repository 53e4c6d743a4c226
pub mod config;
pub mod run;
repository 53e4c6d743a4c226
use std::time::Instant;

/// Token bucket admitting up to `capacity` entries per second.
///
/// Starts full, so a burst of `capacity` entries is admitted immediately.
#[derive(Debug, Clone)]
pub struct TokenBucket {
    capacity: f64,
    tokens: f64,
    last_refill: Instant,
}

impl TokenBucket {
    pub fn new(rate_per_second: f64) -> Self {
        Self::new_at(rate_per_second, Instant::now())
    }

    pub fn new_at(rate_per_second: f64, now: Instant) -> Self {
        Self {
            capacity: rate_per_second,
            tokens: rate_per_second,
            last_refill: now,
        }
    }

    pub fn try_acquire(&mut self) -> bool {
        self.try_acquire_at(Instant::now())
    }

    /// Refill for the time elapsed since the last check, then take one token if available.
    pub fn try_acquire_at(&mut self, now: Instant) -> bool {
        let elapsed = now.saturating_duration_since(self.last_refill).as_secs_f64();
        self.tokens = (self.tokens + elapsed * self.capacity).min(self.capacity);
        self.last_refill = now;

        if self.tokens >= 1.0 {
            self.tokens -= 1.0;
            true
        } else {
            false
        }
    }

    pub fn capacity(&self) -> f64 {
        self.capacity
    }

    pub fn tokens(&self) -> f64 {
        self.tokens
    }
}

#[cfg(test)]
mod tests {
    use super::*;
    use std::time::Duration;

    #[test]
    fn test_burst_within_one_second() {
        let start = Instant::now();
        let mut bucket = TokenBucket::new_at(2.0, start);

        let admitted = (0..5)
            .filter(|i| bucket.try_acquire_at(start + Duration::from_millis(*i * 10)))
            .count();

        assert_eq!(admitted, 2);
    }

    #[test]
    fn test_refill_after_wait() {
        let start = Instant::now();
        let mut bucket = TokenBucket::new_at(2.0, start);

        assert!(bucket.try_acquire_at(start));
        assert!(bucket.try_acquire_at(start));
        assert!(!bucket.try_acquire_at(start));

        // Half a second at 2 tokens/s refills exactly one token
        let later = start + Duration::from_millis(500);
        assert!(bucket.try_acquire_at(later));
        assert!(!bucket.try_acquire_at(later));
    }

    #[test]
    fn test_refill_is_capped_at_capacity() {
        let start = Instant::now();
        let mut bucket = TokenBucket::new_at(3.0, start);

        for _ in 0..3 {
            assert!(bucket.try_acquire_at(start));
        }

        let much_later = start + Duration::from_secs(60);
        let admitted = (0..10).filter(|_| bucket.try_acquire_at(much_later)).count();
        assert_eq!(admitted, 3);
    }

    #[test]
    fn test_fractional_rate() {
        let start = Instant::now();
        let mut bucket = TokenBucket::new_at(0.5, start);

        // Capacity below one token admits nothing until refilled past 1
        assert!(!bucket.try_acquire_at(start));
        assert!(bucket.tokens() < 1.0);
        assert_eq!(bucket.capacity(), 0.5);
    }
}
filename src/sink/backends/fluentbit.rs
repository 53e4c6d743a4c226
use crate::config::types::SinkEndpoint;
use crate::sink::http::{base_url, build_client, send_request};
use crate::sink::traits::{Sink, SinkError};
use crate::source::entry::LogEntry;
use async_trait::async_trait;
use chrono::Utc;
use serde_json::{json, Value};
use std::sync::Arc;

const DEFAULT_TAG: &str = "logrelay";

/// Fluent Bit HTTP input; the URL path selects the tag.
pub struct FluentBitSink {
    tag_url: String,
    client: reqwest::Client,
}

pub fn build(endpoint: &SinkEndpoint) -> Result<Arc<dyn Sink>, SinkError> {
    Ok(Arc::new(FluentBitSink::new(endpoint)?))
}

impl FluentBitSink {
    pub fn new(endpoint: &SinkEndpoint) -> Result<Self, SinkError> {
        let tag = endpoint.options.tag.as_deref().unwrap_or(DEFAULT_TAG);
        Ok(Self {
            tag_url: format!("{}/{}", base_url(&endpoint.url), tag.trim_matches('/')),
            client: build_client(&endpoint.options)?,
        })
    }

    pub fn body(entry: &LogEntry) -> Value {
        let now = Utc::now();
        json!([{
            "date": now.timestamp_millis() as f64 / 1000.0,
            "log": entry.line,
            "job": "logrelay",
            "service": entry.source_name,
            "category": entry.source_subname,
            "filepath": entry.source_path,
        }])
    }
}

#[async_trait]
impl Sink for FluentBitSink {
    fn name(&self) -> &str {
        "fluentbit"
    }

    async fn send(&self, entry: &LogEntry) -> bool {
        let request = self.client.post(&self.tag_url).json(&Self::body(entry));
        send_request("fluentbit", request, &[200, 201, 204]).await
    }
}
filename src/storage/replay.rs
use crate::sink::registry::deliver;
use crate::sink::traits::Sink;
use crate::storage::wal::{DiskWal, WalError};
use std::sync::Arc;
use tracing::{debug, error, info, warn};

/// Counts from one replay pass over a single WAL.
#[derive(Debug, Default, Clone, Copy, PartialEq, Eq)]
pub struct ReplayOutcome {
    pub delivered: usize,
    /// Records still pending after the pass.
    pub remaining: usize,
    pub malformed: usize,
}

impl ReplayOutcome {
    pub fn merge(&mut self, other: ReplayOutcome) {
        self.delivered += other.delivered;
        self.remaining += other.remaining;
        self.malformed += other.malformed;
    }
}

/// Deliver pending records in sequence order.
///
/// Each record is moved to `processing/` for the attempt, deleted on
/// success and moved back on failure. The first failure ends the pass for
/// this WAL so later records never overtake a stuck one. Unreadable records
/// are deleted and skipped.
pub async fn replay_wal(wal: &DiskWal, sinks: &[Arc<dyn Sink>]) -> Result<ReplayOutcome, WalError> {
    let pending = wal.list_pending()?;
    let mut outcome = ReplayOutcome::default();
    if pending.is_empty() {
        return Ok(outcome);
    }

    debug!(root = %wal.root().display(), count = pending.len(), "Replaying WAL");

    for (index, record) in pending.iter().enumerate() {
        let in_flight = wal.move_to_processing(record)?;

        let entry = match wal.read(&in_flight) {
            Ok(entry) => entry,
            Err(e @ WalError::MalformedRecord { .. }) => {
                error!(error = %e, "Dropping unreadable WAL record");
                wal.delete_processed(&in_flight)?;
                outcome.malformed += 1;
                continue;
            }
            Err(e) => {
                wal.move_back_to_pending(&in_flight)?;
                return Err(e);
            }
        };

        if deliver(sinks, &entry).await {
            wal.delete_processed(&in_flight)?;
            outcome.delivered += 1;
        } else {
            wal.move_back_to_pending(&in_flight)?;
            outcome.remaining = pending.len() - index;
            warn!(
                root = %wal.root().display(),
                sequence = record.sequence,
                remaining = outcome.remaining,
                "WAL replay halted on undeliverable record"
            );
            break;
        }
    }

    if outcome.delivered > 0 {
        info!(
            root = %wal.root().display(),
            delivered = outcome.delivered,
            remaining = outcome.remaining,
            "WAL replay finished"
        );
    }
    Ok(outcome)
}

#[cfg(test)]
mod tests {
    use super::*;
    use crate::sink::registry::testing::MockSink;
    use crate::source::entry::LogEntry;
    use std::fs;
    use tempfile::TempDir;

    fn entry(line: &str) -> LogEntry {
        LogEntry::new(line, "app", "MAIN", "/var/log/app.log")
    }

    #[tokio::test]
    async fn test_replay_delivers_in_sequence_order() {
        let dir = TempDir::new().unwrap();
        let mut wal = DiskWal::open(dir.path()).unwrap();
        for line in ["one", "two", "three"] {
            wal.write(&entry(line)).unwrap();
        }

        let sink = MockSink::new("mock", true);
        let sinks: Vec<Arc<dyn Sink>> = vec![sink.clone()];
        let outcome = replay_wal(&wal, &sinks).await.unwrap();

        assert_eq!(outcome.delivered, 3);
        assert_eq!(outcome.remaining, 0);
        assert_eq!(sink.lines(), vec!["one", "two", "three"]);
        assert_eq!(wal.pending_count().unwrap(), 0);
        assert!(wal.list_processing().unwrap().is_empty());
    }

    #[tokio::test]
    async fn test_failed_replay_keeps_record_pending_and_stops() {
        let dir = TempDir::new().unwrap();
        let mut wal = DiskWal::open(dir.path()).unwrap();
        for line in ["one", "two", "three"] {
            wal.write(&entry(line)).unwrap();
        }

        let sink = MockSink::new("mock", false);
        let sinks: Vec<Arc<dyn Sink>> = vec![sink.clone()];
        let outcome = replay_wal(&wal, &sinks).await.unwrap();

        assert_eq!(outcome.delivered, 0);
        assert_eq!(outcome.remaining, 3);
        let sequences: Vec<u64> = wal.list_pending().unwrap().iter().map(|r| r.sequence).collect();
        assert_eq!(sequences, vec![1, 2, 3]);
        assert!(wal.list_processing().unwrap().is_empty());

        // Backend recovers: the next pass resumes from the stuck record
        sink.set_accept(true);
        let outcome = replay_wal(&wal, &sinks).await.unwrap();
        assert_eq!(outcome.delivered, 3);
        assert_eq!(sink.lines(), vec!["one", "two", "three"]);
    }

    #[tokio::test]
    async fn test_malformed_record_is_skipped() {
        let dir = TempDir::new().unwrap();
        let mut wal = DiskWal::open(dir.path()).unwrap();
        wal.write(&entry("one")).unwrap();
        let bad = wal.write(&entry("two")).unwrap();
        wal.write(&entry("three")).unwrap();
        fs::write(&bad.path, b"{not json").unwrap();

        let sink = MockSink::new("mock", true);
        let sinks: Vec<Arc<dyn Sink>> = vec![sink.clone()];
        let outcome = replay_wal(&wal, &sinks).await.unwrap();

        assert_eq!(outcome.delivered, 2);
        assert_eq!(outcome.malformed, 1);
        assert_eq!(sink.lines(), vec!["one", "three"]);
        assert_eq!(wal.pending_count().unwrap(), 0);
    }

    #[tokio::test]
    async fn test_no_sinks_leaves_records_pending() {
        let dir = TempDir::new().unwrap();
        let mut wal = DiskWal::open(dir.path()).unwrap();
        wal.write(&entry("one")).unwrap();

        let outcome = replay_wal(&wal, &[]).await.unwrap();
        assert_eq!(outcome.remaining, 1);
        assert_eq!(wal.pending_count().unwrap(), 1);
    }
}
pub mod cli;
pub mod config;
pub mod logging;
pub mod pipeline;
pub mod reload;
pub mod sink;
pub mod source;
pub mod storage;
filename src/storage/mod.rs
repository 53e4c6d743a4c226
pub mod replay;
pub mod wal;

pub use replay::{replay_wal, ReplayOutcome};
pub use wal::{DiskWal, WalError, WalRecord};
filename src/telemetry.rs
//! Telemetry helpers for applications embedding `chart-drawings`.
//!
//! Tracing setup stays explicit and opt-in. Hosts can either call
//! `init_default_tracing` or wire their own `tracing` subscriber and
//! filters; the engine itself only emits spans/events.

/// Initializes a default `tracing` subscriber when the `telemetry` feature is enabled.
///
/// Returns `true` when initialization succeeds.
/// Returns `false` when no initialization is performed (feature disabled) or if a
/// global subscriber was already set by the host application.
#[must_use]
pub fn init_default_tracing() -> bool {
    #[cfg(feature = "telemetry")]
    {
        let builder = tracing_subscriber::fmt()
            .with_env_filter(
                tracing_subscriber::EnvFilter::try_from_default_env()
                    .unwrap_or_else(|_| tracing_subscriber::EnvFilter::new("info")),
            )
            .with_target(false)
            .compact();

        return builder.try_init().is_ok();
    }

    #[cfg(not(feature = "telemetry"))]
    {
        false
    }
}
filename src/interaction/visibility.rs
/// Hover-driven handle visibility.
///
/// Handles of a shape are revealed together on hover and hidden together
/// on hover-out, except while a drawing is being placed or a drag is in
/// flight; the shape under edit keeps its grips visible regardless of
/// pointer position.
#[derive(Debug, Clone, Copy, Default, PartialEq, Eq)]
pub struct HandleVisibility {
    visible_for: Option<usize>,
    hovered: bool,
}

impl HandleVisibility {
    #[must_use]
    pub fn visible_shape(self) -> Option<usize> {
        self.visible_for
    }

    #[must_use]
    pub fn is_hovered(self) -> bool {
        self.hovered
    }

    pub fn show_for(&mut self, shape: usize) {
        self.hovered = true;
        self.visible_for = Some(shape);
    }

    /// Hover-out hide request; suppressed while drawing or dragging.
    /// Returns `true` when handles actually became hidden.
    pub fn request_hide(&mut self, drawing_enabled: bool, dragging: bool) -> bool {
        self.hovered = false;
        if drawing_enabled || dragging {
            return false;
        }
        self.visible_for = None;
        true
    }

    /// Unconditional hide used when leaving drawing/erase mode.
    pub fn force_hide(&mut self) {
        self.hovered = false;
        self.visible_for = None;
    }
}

- - -

TASK GOAL: Repeat, exactly as they stand above, the lines from the line with "let mut bucket = TokenBucket::new_at(3.0, start);" to the line with "let admitted = (0..10).filter(|_|", both lines included.

COMPLETED EXERCISE:
        let mut bucket = TokenBucket::new_at(3.0, start);

        for _ in 0..3 {
            assert!(bucket.try_acquire_at(start));
        }

        let much_later = start + Duration::from_secs(60);
        let admitted = (0..10).filter(|_| bucket.try_acquire_at(much_later)).count();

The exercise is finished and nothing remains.